Ce titre figure sur le dernier album du groupe, tellement fantastique que j’en ai déjà partagé un titre dans cette playlist annuelle (le sublime « New grass ») , et que j’en partagerai encore un autre d’ici la fin.

« Laughing stock » n’est pas un album facile d’accès: les morceaux sont longs (ici c’est 9’26), les mélodies sont merveilleusement délicates mais souvent minimalistes, la classique alternance couplets / refrain s’estompe voire disparaît… Les six titres forment six univers différents, tous aussi expérimentaux, déconcertants et magiques les uns que les autres.

« After the flood » , c’est d’abord l’une des introductions les plus longues, les plus lentes et les plus merveilleuses que je connaisse.
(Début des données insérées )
//! Storage seams for configs, tasks, logs and metric rows.
//!
//! The core never holds global mutable caches of these entities; everything
//! goes through the narrow `ConfigStore` / `TaskStore` traits. `MemoryStore`
//! backs tests and embedders; `SqliteStore` is the reference persistence
//! collaborator.

use std::collections::HashMap;
use std::path::{Path, PathBuf};
use std::sync::{Arc, Mutex};

use async_trait::async_trait;
use rusqlite::{params, Connection};
use uuid::Uuid;

use crate::config::ApiConfig;
use crate::task::{EvaluationTask, MetricsResult, TaskLogEntry, TaskStatus};

// =============================================================================
// Errors and traits
// =============================================================================

#[derive(Debug, thiserror::Error)]
pub enum StoreError {
    #[error("sqlite error: {0}")]
    Sqlite(#[from] rusqlite::Error),
    #[error("io error: {0}")]
    Io(#[from] std::io::Error),
    #[error("store lock poisoned")]
    Poisoned,
    #[error("task join error: {0}")]
    Join(String),
    #[error("serialization error: {0}")]
    Serde(String),
}

#[async_trait]
pub trait ConfigStore: Send + Sync {
    async fn get_config(&self, id: Uuid) -> Result<Option<ApiConfig>, StoreError>;
    async fn list_configs(&self) -> Result<Vec<ApiConfig>, StoreError>;
    async fn upsert_config(&self, config: &ApiConfig) -> Result<(), StoreError>;
    async fn delete_config(&self, id: Uuid) -> Result<bool, StoreError>;
}

#[async_trait]
pub trait TaskStore: Send + Sync {
    async fn get_task(&self, id: Uuid) -> Result<Option<EvaluationTask>, StoreError>;
    async fn list_tasks(&self, status: Option<TaskStatus>)
        -> Result<Vec<EvaluationTask>, StoreError>;
    async fn upsert_task(&self, task: &EvaluationTask) -> Result<(), StoreError>;
    async fn delete_task(&self, id: Uuid) -> Result<bool, StoreError>;
    async fn append_logs(&self, task_id: Uuid, entries: &[TaskLogEntry])
        -> Result<(), StoreError>;
    async fn logs(&self, task_id: Uuid) -> Result<Vec<TaskLogEntry>, StoreError>;
    async fn insert_metrics(&self, results: &[MetricsResult]) -> Result<(), StoreError>;
    async fn metrics(&self, task_id: Uuid) -> Result<Vec<MetricsResult>, StoreError>;
}

// =============================================================================
// In-memory store
// =============================================================================

#[derive(Default)]
struct MemoryInner {
    configs: HashMap<Uuid, ApiConfig>,
    tasks: HashMap<Uuid, EvaluationTask>,
    logs: HashMap<Uuid, Vec<TaskLogEntry>>,
    metrics: HashMap<Uuid, Vec<MetricsResult>>,
}

/// Mutex-guarded maps implementing both store traits.
#[derive(Clone, Default)]
pub struct MemoryStore {
    inner: Arc<Mutex<MemoryInner>>,
}

impl MemoryStore {
    pub fn new() -> Self {
        Self::default()
    }

    fn with_inner<F, R>(&self, f: F) -> Result<R, StoreError>
    where
        F: FnOnce(&mut MemoryInner) -> R,
    {
        let mut guard = self.inner.lock().map_err(|_| StoreError::Poisoned)?;
        Ok(f(&mut guard))
    }
}

#[async_trait]
impl ConfigStore for MemoryStore {
    async fn get_config(&self, id: Uuid) -> Result<Option<ApiConfig>, StoreError> {
        self.with_inner(|inner| inner.configs.get(&id).cloned())
    }

    async fn list_configs(&self) -> Result<Vec<ApiConfig>, StoreError> {
        self.with_inner(|inner| {
            let mut configs: Vec<_> = inner.configs.values().cloned().collect();
            configs.sort_by_key(|c| c.created_at);
            configs
        })
    }

    async fn upsert_config(&self, config: &ApiConfig) -> Result<(), StoreError> {
        self.with_inner(|inner| {
            inner.configs.insert(config.id, config.clone());
        })
    }

    async fn delete_config(&self, id: Uuid) -> Result<bool, StoreError> {
        self.with_inner(|inner| inner.configs.remove(&id).is_some())
    }
}

#[async_trait]
impl TaskStore for MemoryStore {
    async fn get_task(&self, id: Uuid) -> Result<Option<EvaluationTask>, StoreError> {
        self.with_inner(|inner| inner.tasks.get(&id).cloned())
    }

    async fn list_tasks(
        &self,
        status: Option<TaskStatus>,
    ) -> Result<Vec<EvaluationTask>, StoreError> {
        self.with_inner(|inner| {
            let mut tasks: Vec<_> = inner
                .tasks
                .values()
                .filter(|t| status.map(|s| t.status == s).unwrap_or(true))
                .cloned()
                .collect();
            tasks.sort_by_key(|t| t.created_at);
            tasks
        })
    }

    async fn upsert_task(&self, task: &EvaluationTask) -> Result<(), StoreError> {
        self.with_inner(|inner| {
            inner.tasks.insert(task.id, task.clone());
        })
    }

    async fn delete_task(&self, id: Uuid) -> Result<bool, StoreError> {
        self.with_inner(|inner| {
            inner.logs.remove(&id);
            inner.metrics.remove(&id);
            inner.tasks.remove(&id).is_some()
        })
    }

    async fn append_logs(
        &self,
        task_id: Uuid,
        entries: &[TaskLogEntry],
    ) -> Result<(), StoreError> {
        self.with_inner(|inner| {
            inner
                .logs
                .entry(task_id)
                .or_default()
                .extend_from_slice(entries);
        })
    }

    async fn logs(&self, task_id: Uuid) -> Result<Vec<TaskLogEntry>, StoreError> {
        self.with_inner(|inner| inner.logs.get(&task_id).cloned().unwrap_or_default())
    }

    async fn insert_metrics(&self, results: &[MetricsResult]) -> Result<(), StoreError> {
        self.with_inner(|inner| {
            for result in results {
                inner
                    .metrics
                    .entry(result.task_id)
                    .or_default()
                    .push(result.clone());
            }
        })
    }

    async fn metrics(&self, task_id: Uuid) -> Result<Vec<MetricsResult>, StoreError> {
        self.with_inner(|inner| inner.metrics.get(&task_id).cloned().unwrap_or_default())
    }
}

// =============================================================================
// SQLite store
// =============================================================================

/// SQLite-backed store. Records are stored as JSON bodies with the columns
/// needed for filtering; all calls hop to `spawn_blocking`.
#[derive(Clone)]
pub struct SqliteStore {
    path: PathBuf,
    conn: Arc<Mutex<Connection>>,
}
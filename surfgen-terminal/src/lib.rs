/// Terminal front end: rasterizes surfgen scenes as coloured ASCII
use crossterm::{
    cursor,
    event::{
        self, DisableMouseCapture, EnableMouseCapture, Event, KeyCode, KeyEvent, KeyEventKind,
        MouseButton, MouseEvent, MouseEventKind,
    },
    execute, queue,
    style::{Color, Print, ResetColor, SetForegroundColor},
    terminal,
};
use std::io::{self, stdout, Write};
use std::time::{Duration, Instant};
use surfgen_core::{CameraState, KeyNudge, Scene, View};
use tracing::{debug, info};

pub mod config;
pub mod renderer;

pub use config::AppConfig;
pub use renderer::AsciiRenderer;

/// Main application struct for terminal rendering
pub struct TerminalApp {
    scene: Scene,
    title: String,
    camera: CameraState,
    view: View,
    renderer: AsciiRenderer,
    auto_spin: f32,
    frame_time: Duration,
    running: bool,
    drag_anchor: Option<(u16, u16)>,
    last_frame: Instant,
    frame_count: u32,
    fps: f32,
}

impl TerminalApp {
    pub fn new(scene: Scene, title: impl Into<String>, view: View, config: &AppConfig) -> io::Result<Self> {
        let (width, height) = terminal::size()?;
        Ok(Self::with_size(scene, title, view, config, width, height))
    }

    /// App for a fixed character grid, without touching the terminal.
    pub fn with_size(
        scene: Scene,
        title: impl Into<String>,
        view: View,
        config: &AppConfig,
        width: u16,
        height: u16,
    ) -> Self {
        let mut renderer = AsciiRenderer::new(width as usize, height as usize);
        renderer.set_light_dir(config.light_dir);
        Self {
            scene,
            title: title.into(),
            camera: config.camera(),
            view,
            renderer,
            auto_spin: config.auto_spin,
            frame_time: config.frame_time(),
            running: true,
            drag_anchor: None,
            last_frame: Instant::now(),
            frame_count: 0,
            fps: 0.0,
        }
    }

    pub fn camera(&self) -> &CameraState {
        &self.camera
    }

    pub fn renderer(&self) -> &AsciiRenderer {
        &self.renderer
    }

    pub fn is_running(&self) -> bool {
        self.running
    }

    pub fn run(&mut self) -> io::Result<()> {
        terminal::enable_raw_mode()?;
        execute!(
            stdout(),
            terminal::EnterAlternateScreen,
            EnableMouseCapture,
            cursor::Hide
        )?;

        let result = self.main_loop();

        // Cleanup
        terminal::disable_raw_mode()?;
        execute!(
            stdout(),
            DisableMouseCapture,
            terminal::LeaveAlternateScreen,
            cursor::Show
        )?;

        result
    }

    fn main_loop(&mut self) -> io::Result<()> {
        info!(scene = %self.title, parts = self.scene.len(), "starting render loop");

        while self.running {
            let frame_start = Instant::now();

            while event::poll(Duration::from_millis(0))? {
                let event = event::read()?;
                self.handle_event(event);
            }

            self.update();
            self.render()?;

            // Frame timing
            self.frame_count += 1;
            let elapsed = frame_start.elapsed();
            if elapsed < self.frame_time {
                std::thread::sleep(self.frame_time - elapsed);
            }

            // Update FPS counter
            let now = Instant::now();
            if (now - self.last_frame).as_secs() >= 1 {
                self.fps = self.frame_count as f32 / (now - self.last_frame).as_secs_f32();
                self.frame_count = 0;
                self.last_frame = now;
            }
        }

        Ok(())
    }

    pub fn handle_event(&mut self, event: Event) {
        match event {
            Event::Key(KeyEvent { code, kind, .. }) if kind == KeyEventKind::Press => {
                match code {
                    KeyCode::Char('q') | KeyCode::Esc => self.running = false,
                    KeyCode::Char('w') | KeyCode::Up => self.camera.nudge(KeyNudge::Up),
                    KeyCode::Char('s') | KeyCode::Down => self.camera.nudge(KeyNudge::Down),
                    KeyCode::Char('a') | KeyCode::Left => self.camera.nudge(KeyNudge::Left),
                    KeyCode::Char('d') | KeyCode::Right => self.camera.nudge(KeyNudge::Right),
                    _ => {}
                }
            }
            Event::Mouse(MouseEvent {
                kind, column, row, ..
            }) => self.handle_mouse(kind, column, row),
            Event::Resize(width, height) => {
                debug!(width, height, "terminal resized");
                self.renderer.resize(width as usize, height as usize);
            }
            _ => {}
        }
    }

    fn handle_mouse(&mut self, kind: MouseEventKind, column: u16, row: u16) {
        match kind {
            MouseEventKind::Down(MouseButton::Left) => {
                self.camera.begin_drag();
                self.drag_anchor = Some((column, row));
            }
            MouseEventKind::Drag(MouseButton::Left) => {
                if let Some((x, y)) = self.drag_anchor {
                    self.camera.drag(
                        f32::from(column) - f32::from(x),
                        f32::from(row) - f32::from(y),
                        self.renderer.width().max(1) as f32,
                        self.renderer.height().max(1) as f32,
                    );
                }
                self.drag_anchor = Some((column, row));
            }
            MouseEventKind::Up(MouseButton::Left) => {
                self.camera.end_drag();
                self.drag_anchor = None;
            }
            _ => {}
        }
    }

    /// Advance the camera one frame and push its rotation to the scene root.
    pub fn update(&mut self) {
        if !self.camera.is_dragging() {
            self.camera.theta += self.auto_spin;
        }
        self.camera.update();
        self.scene.set_root(self.camera.rotation());
    }

    fn render(&mut self) -> io::Result<()> {
        self.renderer.clear();
        self.renderer
            .render_scene(&self.scene, &self.view)
            .map_err(io::Error::other)?;

        // Output to terminal
        let mut stdout = stdout();
        queue!(stdout, cursor::MoveTo(0, 0))?;

        self.renderer.draw(&mut stdout)?;

        // Draw UI overlay
        queue!(
            stdout,
            cursor::MoveTo(0, 0),
            SetForegroundColor(Color::Yellow),
            Print(format!(
                "surfgen | {} | FPS: {:.1} | Drag/WASD/Arrows=Rotate Q=Quit",
                self.title, self.fps
            )),
            ResetColor
        )?;

        stdout.flush()?;
        Ok(())
    }
}
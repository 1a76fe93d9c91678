//! # Scene Composition
//!
//! A flat arena of [`Part`]s under one root matrix. Each part's world
//! matrix is `multiply(local, root)`: the local placement is applied first,
//! then the whole-object rotation. The presentation layer walks
//! [`Scene::draw_list`] once per frame and resolves meshes, materials and
//! textures into its own resources.

use std::sync::Arc;

use tracing::debug;

use crate::error::Result;
use crate::geometry::Mesh;
use crate::transform::{identity, multiply, normal_matrix, Mat4};

/// Name of an image the presentation layer loads and binds.
#[derive(Debug, Clone, PartialEq, Eq, Hash)]
pub struct TextureRef(pub String);

impl TextureRef {
    pub fn new(name: impl Into<String>) -> Self {
        Self(name.into())
    }

    pub fn name(&self) -> &str {
        &self.0
    }
}

/// Phong material properties
#[derive(Debug, Clone, PartialEq)]
pub struct Material {
    pub ambient: [f32; 3],
    pub diffuse: [f32; 3],
    pub specular: [f32; 3],
    pub shininess: f32,
    pub texture: Option<TextureRef>,
}

impl Material {
    pub const fn new(ambient: [f32; 3], diffuse: [f32; 3], specular: [f32; 3], shininess: f32) -> Self {
        Self {
            ambient,
            diffuse,
            specular,
            shininess,
            texture: None,
        }
    }

    /// Unlit colour, for meshes that carry their own vertex colours.
    pub const fn flat(color: [f32; 3]) -> Self {
        Self::new(color, color, [0.0; 3], 1.0)
    }

    pub fn with_texture(mut self, texture: TextureRef) -> Self {
        self.texture = Some(texture);
        self
    }
}

impl Default for Material {
    fn default() -> Self {
        Self::flat([1.0; 3])
    }
}

/// A named mesh placed in the scene
#[derive(Debug, Clone)]
pub struct Part {
    pub name: String,
    mesh: Arc<Mesh>,
    material: Material,
    /// Placement relative to the scene root; mutable between frames.
    pub local: Mat4,
}

impl Part {
    pub fn new(name: impl Into<String>, mesh: Arc<Mesh>, material: Material, local: Mat4) -> Self {
        Self {
            name: name.into(),
            mesh,
            material,
            local,
        }
    }

    pub fn mesh(&self) -> &Arc<Mesh> {
        &self.mesh
    }

    pub fn material(&self) -> &Material {
        &self.material
    }

    /// World matrix under `parent`.
    pub fn world(&self, parent: &Mat4) -> Mat4 {
        multiply(&self.local, parent)
    }
}

/// Index of a part inside its [`Scene`]
#[derive(Debug, Clone, Copy, PartialEq, Eq, Hash, PartialOrd, Ord)]
pub struct PartId(usize);

impl PartId {
    pub fn index(self) -> usize {
        self.0
    }
}

/// Matrices for drawing one part this frame
#[derive(Debug, Clone, Copy, PartialEq)]
pub struct DrawItem {
    pub part: PartId,
    pub world: Mat4,
    /// Inverse-transpose of `world`, for normals.
    pub normal: Mat4,
}

/// Ordered parts plus the root matrix
#[derive(Debug, Clone)]
pub struct Scene {
    parts: Vec<Part>,
    root: Mat4,
}

impl Scene {
    pub fn new() -> Self {
        Self {
            parts: Vec::new(),
            root: identity(),
        }
    }

    pub fn add_part(&mut self, part: Part) -> PartId {
        let id = PartId(self.parts.len());
        debug!(
            id = id.0,
            name = %part.name,
            vertices = part.mesh.vertex_count(),
            "added part"
        );
        self.parts.push(part);
        id
    }

    pub fn part(&self, id: PartId) -> Option<&Part> {
        self.parts.get(id.0)
    }

    pub fn part_mut(&mut self, id: PartId) -> Option<&mut Part> {
        self.parts.get_mut(id.0)
    }

    /// Replace a part's local matrix. Returns `false` for an unknown id.
    pub fn set_transform(&mut self, id: PartId, local: Mat4) -> bool {
        match self.parts.get_mut(id.0) {
            Some(part) => {
                part.local = local;
                true
            }
            None => false,
        }
    }

    pub fn find(&self, name: &str) -> Option<PartId> {
        self.parts.iter().position(|p| p.name == name).map(PartId)
    }

    pub fn parts(&self) -> impl Iterator<Item = (PartId, &Part)> {
        self.parts.iter().enumerate().map(|(i, p)| (PartId(i), p))
    }

    pub fn len(&self) -> usize {
        self.parts.len()
    }

    pub fn is_empty(&self) -> bool {
        self.parts.is_empty()
    }

    pub fn root(&self) -> &Mat4 {
        &self.root
    }

    pub fn set_root(&mut self, root: Mat4) {
        self.root = root;
    }

    /// World and normal matrices for every part, in insertion order.
    ///
    /// Fails with `SingularMatrix` if any world matrix cannot be inverted.
    pub fn draw_list(&self) -> Result<Vec<DrawItem>> {
        self.parts()
            .map(|(id, part)| {
                let world = part.world(&self.root);
                Ok(DrawItem {
                    part: id,
                    world,
                    normal: normal_matrix(&world)?,
                })
            })
            .collect()
    }
}

impl Default for Scene {
    fn default() -> Self {
        Self::new()
    }
}
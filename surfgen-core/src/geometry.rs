/// Flat, interleaved mesh buffers as handed to the presentation layer
use nalgebra::{Point3, Vector3};

use crate::error::{Error, Result};

/// Per-vertex attribute layout of a [`Mesh`]'s interleaved float buffer.
///
/// The presentation layer's attribute pointers must match this exactly;
/// there is no schema embedded in the buffer itself.
#[derive(Debug, Clone, Copy, PartialEq, Eq)]
pub enum VertexLayout {
    /// `x y z`
    Position,
    /// `x y z r g b`
    PositionColor,
    /// `x y z nx ny nz`
    PositionNormal,
    /// `x y z nx ny nz u v`
    PositionNormalUv,
    /// `x y r g b`, used by the flat 2D curve demos
    Position2Color,
}

impl VertexLayout {
    /// Floats per vertex.
    pub fn stride(self) -> usize {
        match self {
            VertexLayout::Position => 3,
            VertexLayout::PositionColor | VertexLayout::PositionNormal => 6,
            VertexLayout::PositionNormalUv => 8,
            VertexLayout::Position2Color => 5,
        }
    }

    pub fn position_components(self) -> usize {
        match self {
            VertexLayout::Position2Color => 2,
            _ => 3,
        }
    }

    pub fn color_offset(self) -> Option<usize> {
        match self {
            VertexLayout::PositionColor => Some(3),
            VertexLayout::Position2Color => Some(2),
            _ => None,
        }
    }

    pub fn normal_offset(self) -> Option<usize> {
        match self {
            VertexLayout::PositionNormal | VertexLayout::PositionNormalUv => Some(3),
            _ => None,
        }
    }

    pub fn uv_offset(self) -> Option<usize> {
        match self {
            VertexLayout::PositionNormalUv => Some(6),
            _ => None,
        }
    }
}

/// How the index buffer is consumed
#[derive(Debug, Clone, Copy, PartialEq, Eq)]
pub enum Topology {
    /// Indices grouped in triples
    Triangles,
    /// Indices consumed sequentially as a connected polyline
    LineStrip,
}

/// Immutable vertex/index buffer pair.
///
/// Invariants, checked by [`Mesh::new`]:
/// - `vertices.len()` is a multiple of the layout stride
/// - every index is below the vertex count
/// - triangle meshes carry a multiple of three indices
#[derive(Debug, Clone, PartialEq)]
pub struct Mesh {
    vertices: Vec<f32>,
    indices: Vec<u32>,
    layout: VertexLayout,
    topology: Topology,
}

impl Mesh {
    pub fn new(
        vertices: Vec<f32>,
        indices: Vec<u32>,
        layout: VertexLayout,
        topology: Topology,
    ) -> Result<Self> {
        let mesh = Self {
            vertices,
            indices,
            layout,
            topology,
        };
        mesh.validate()?;
        Ok(mesh)
    }

    /// Polyline through every vertex in order.
    pub fn line_strip(vertices: Vec<f32>, layout: VertexLayout) -> Result<Self> {
        let count = vertices.len() / layout.stride();
        let count = u32::try_from(count)
            .map_err(|_| Error::InvalidMesh(format!("{count} vertices overflow u32 indices")))?;
        Self::new(vertices, (0..count).collect(), layout, Topology::LineStrip)
    }

    pub fn validate(&self) -> Result<()> {
        let stride = self.layout.stride();
        if self.vertices.len() % stride != 0 {
            return Err(Error::InvalidMesh(format!(
                "{} floats is not a whole number of {:?} vertices",
                self.vertices.len(),
                self.layout
            )));
        }
        if self.topology == Topology::Triangles && self.indices.len() % 3 != 0 {
            return Err(Error::InvalidMesh(format!(
                "{} indices do not form whole triangles",
                self.indices.len()
            )));
        }
        let count = self.vertex_count();
        if let Some(&bad) = self.indices.iter().find(|&&i| i as usize >= count) {
            return Err(Error::InvalidMesh(format!(
                "index {bad} out of range for {count} vertices"
            )));
        }
        Ok(())
    }

    pub fn vertices(&self) -> &[f32] {
        &self.vertices
    }

    pub fn indices(&self) -> &[u32] {
        &self.indices
    }

    pub fn layout(&self) -> VertexLayout {
        self.layout
    }

    pub fn topology(&self) -> Topology {
        self.topology
    }

    pub fn stride(&self) -> usize {
        self.layout.stride()
    }

    pub fn vertex_count(&self) -> usize {
        self.vertices.len() / self.stride()
    }

    pub fn triangle_count(&self) -> usize {
        match self.topology {
            Topology::Triangles => self.indices.len() / 3,
            Topology::LineStrip => 0,
        }
    }

    pub fn into_parts(self) -> (Vec<f32>, Vec<u32>) {
        (self.vertices, self.indices)
    }

    fn vertex(&self, i: usize) -> &[f32] {
        let stride = self.stride();
        &self.vertices[i * stride..(i + 1) * stride]
    }

    /// Position of vertex `i`; 2D layouts report `z = 0`.
    pub fn position(&self, i: usize) -> Point3<f32> {
        let v = self.vertex(i);
        match self.layout.position_components() {
            2 => Point3::new(v[0], v[1], 0.0),
            _ => Point3::new(v[0], v[1], v[2]),
        }
    }

    pub fn color(&self, i: usize) -> Option<[f32; 3]> {
        let offset = self.layout.color_offset()?;
        let v = self.vertex(i);
        Some([v[offset], v[offset + 1], v[offset + 2]])
    }

    pub fn normal(&self, i: usize) -> Option<Vector3<f32>> {
        let offset = self.layout.normal_offset()?;
        let v = self.vertex(i);
        Some(Vector3::new(v[offset], v[offset + 1], v[offset + 2]))
    }

    pub fn uv(&self, i: usize) -> Option<[f32; 2]> {
        let offset = self.layout.uv_offset()?;
        let v = self.vertex(i);
        Some([v[offset], v[offset + 1]])
    }

    /// Index triples of a triangle mesh; empty for line strips.
    pub fn triangles(&self) -> impl Iterator<Item = [u32; 3]> + '_ {
        let triples: &[u32] = match self.topology {
            Topology::Triangles => self.indices.as_slice(),
            Topology::LineStrip => &[],
        };
        triples.chunks_exact(3).map(|t| [t[0], t[1], t[2]])
    }

    /// Unnormalized face normal from the winding of `tri`.
    pub fn face_normal(&self, tri: [u32; 3]) -> Vector3<f32> {
        let v0 = self.position(tri[0] as usize);
        let v1 = self.position(tri[1] as usize);
        let v2 = self.position(tri[2] as usize);
        (v1 - v0).cross(&(v2 - v0))
    }

    /// The coloured cube of the first exercise: 8 shared corners in
    /// `[-size/2, size/2]`, each coloured by its corner, 12 triangles.
    pub fn cube(size: f32) -> Self {
        let half = size / 2.0;
        #[rustfmt::skip]
        let corners: [[f32; 6]; 8] = [
            [-1.0, -1.0, -1.0, 0.0, 0.0, 0.0],
            [ 1.0, -1.0, -1.0, 1.0, 0.0, 0.0],
            [ 1.0,  1.0, -1.0, 1.0, 1.0, 0.0],
            [-1.0,  1.0, -1.0, 0.0, 1.0, 0.0],
            [-1.0, -1.0,  1.0, 0.0, 0.0, 1.0],
            [ 1.0, -1.0,  1.0, 1.0, 0.0, 1.0],
            [ 1.0,  1.0,  1.0, 1.0, 1.0, 1.0],
            [-1.0,  1.0,  1.0, 0.0, 1.0, 1.0],
        ];
        let vertices = corners
            .iter()
            .flat_map(|c| [c[0] * half, c[1] * half, c[2] * half, c[3], c[4], c[5]])
            .collect();

        #[rustfmt::skip]
        let indices = vec![
            0, 1, 2,  0, 2, 3,
            4, 5, 6,  4, 6, 7,
            0, 3, 7,  0, 4, 7,
            1, 2, 6,  1, 5, 6,
            2, 3, 6,  3, 7, 6,
            0, 1, 5,  0, 4, 5,
        ];

        Self {
            vertices,
            indices,
            layout: VertexLayout::PositionColor,
            topology: Topology::Triangles,
        }
    }
}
Le chant de Mark Hollis n’arrive qu’à 2’15, et avant cela les instruments entrent doucement en scène, comme émergeant du lointain, à peine audibles au départ: d’abord quelques notes de piano, puis un synthé qui répète une petite phrase toute simple, puis une batterie assourdie et feutrée dont le volume est haussé progressivement, et puis enfin un piano numérique dont la sonorité évoque les premiers Bontempi et leurs notes tremblantes… C’est inattendu, curieux, bizarre, captivant, et lorsque Mark Hollis prend le micro, c’est parti pour un morceau d’anthologie qui culmine sur un refrain éblouissant et mystique (« Dead to respect / to respect to be born« ).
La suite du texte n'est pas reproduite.